S202. Dimensionally expand the N ₁ ×K×3 dimensional geometric context information through one-hot encoding and embedding operations to generate expanded dimension geometric context information, which is N ₁ ×K×C _G dimensional expanded geometric context information.

In the embodiment of the present disclosure, the range of the node occupancy code can be 1-255, and then the node occupancy code can be 255 dimensions after the one-hot code operation; the range of the node depth can be 1-16, and then the node index can be one-hot The code operation can be 16-dimensional; the range of node index can be 0-7, and the node depth can be 8-dimensional after one-hot code operation. Then the 255-dimensional node occupancy code is converted to 128-dimensional by embedding operation, the 16-dimensional node depth is converted to 6-dimensional by embedding operation, and the 8-dimensional node index is converted to 4-dimensional by embedding operation. Therefore, after dimension expansion through one-hot encoding operation and embedding operation, the 3-dimensional data of geometric context information can be converted into _CG- dimensional (138 dimensions in total, which is the sum of 128-, 6-, and 4-dimensional).

S203. Input the N ₁ ×K×C _G dimension expanded geometric context information into the trained attention neural network model, and predict the probability distribution of the node occupancy code corresponding to the current node to be compressed.

S204 , judging whether the probability distributions of node occupation codes corresponding to all the nodes to be compressed have been obtained.

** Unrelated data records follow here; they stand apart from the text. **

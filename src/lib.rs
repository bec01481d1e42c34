pub mod cli;
pub mod command;
pub mod env;
pub mod install;
pub mod model;
pub mod recorder;
pub mod vcs;
pub mod workspace;

mod api;
mod config;
mod flock;

pub use api::{Goop, GoopBuilder};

If the probability distribution of the node occupancy codes corresponding to all the nodes to be compressed has not been obtained, it can return to step S201; if the probability distribution of the node occupancy codes corresponding to all the nodes to be compressed is obtained, the node The probability distribution of the occupancy code and the node occupancy code of the node to be compressed are input to the arithmetic encoder for entropy encoding to obtain the geometric code stream, which is used as the geometric compression result of the point cloud.

For a preferred embodiment, please refer to FIG. 3 . FIG. 3 shows a flow chart of a point cloud attribute compression method provided by an embodiment of the present disclosure. Optionally, the steps of a point cloud attribute compression method are as follows:

S301. Obtain context information of node attributes (node attribute residuals) corresponding to the current node to be compressed, and obtain N ₂ ×8×N _A- dimensional node attribute (node attribute residuals) context information.

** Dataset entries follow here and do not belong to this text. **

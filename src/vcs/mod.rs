use std::{
    fmt::{self, Display},
    path::Path,
    str::FromStr,
};

use thiserror::Error;

use crate::command::Invocation;

pub mod lookup;
mod resolver;

pub use lookup::{HostingLookup, ImportPathLookup, LookupError, RepoMetadata};
pub use resolver::Resolver;

#[derive(Error, Debug)]
pub enum ResolveError {
    #[error("VCS {vcs:?} is not supported (repository {location})")]
    UnsupportedVcs { vcs: String, location: String },
    #[error("Could not resolve import path {import_path}: {source}")]
    LookupFailed {
        import_path: String,
        source: LookupError,
    },
}

/// Version control backends goop knows how to drive.
#[derive(Debug, Clone, Copy, PartialEq, Eq, Hash, PartialOrd, Ord)]
pub enum VcsKind {
    Git,
    Hg,
}

impl VcsKind {
    pub const ALL: [VcsKind; 2] = [VcsKind::Git, VcsKind::Hg];

    pub fn cmd(&self) -> &'static str {
        match self {
            VcsKind::Git => "git",
            VcsKind::Hg => "hg",
        }
    }

    pub fn clone_repo(&self, url: &str, dest: &Path) -> Invocation {
        Invocation::new(self.cmd()).arg("clone").arg(url).path_arg(dest)
    }

    /// Brings remote refs up to date without touching the working copy.
    pub fn fetch(&self, path: &Path) -> Invocation {
        let invocation = match self {
            VcsKind::Git => Invocation::new("git").arg("fetch"),
            VcsKind::Hg => Invocation::new("hg").arg("pull"),
        };
        invocation.current_dir(path)
    }

    pub fn checkout(&self, path: &Path, revision: &str) -> Invocation {
        let invocation = match self {
            VcsKind::Git => Invocation::new("git").arg("checkout"),
            VcsKind::Hg => Invocation::new("hg").arg("update"),
        };
        invocation.arg(revision).current_dir(path).quiet()
    }

    pub fn current_revision(&self, path: &Path) -> Invocation {
        let invocation = match self {
            VcsKind::Git => Invocation::new("git").args(["rev-parse", "--verify", "HEAD"]),
            VcsKind::Hg => Invocation::new("hg").args(["log", "-r", ".", "--template", "{node}"]),
        };
        invocation.current_dir(path)
    }

    /// A read-only remote query that only succeeds if `url` is a repository of
    /// this kind.
    pub fn ping(&self, url: &str) -> Invocation {
        let invocation = match self {
            VcsKind::Git => Invocation::new("git").arg("ls-remote"),
            VcsKind::Hg => Invocation::new("hg").arg("identify"),
        };
        invocation.arg(url).quiet()
    }
}

impl FromStr for VcsKind {
    type Err = ResolveError;

    fn from_str(value: &str) -> Result<Self, Self::Err> {
        match value {
            "git" => Ok(VcsKind::Git),
            "hg" => Ok(VcsKind::Hg),
            other => Err(ResolveError::UnsupportedVcs {
                vcs: other.to_owned(),
                location: String::new(),
            }),
        }
    }
}

impl Display for VcsKind {
    fn fmt(&self, f: &mut fmt::Formatter<'_>) -> fmt::Result {
        f.write_str(self.cmd())
    }
}

/// Where a package's repository lives and how to fetch it.
#[derive(Debug, Clone, PartialEq, Eq)]
pub struct RepoRoot {
    /// Import path prefix naming the repository itself.
    pub root: String,
    pub vcs: VcsKind,
    pub repo_url: String,
}

/// Guesses the backend from the shape of a repository URL alone.
pub fn guess_vcs(url: &str) -> Option<VcsKind> {
    if url.starts_with("https://github.com")
        || url.starts_with("git://")
        || url.starts_with("git+ssh://")
        || url.starts_with("git@")
        || url.ends_with(".git")
    {
        Some(VcsKind::Git)
    } else if url.starts_with("ssh://hg@") || url.ends_with(".hg") {
        Some(VcsKind::Hg)
    } else {
        None
    }
}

The node attribute context information corresponding to the current to-be-compressed node can be obtained, and N ₂ ×8×N _A- dimensional attribute context information can be obtained. Among them, N ₂ nodes refer to the number of nodes in the same layer corresponding to the current node to be compressed in the attribute preset window, and 8 refers to the number of digits of the completed attribute code included in each node (that is, the above mentioned The node occupancy code is 73 and the corresponding attribute code is aabbbccc after completion), N _A refers to the number of node attributes (that is, 3-bit RGB value or 1-bit reflectance value).

S302. Expand the dimensionality of the _N2 ×8×N _A- dimensional node attribute (node attribute residual) context information through one-hot code operation and embedding operation, and generate the expanded dimension node attribute (node attribute residual) context information, which is N ₂ ×C _A -dimensional expanded dimension node attribute (node attribute residual) context information.

The node attributes in the embodiments of the present disclosure can use 3-bit RGB values, and the N _A dimension corresponds to red values, blue values, and green values. The range of red value, blue value and green value can be 0-255. Therefore, the red value is converted into 256 dimensions after one-hot encoding operation, and the blue value is converted into 256 dimensions after one-hot encoding operation. The green value is converted to 256 dimensions after one-hot encoding operation. Then the 256-dimensional red value is converted to 128 dimensions through the embedding operation, the 256-dimensional blue value is converted to 128 dimensions through the embedding operation, and the 256-dimensional green value is converted to 128 dimensions through the embedding operation. Therefore, after dimension expansion through one-hot encoding operation and embedding operation, the N _A dimension data of attribute context information can be converted into C _A dimension (384 dimensions in total, which are the sum of 128 dimensions, 128 dimensions, and 128 dimensions).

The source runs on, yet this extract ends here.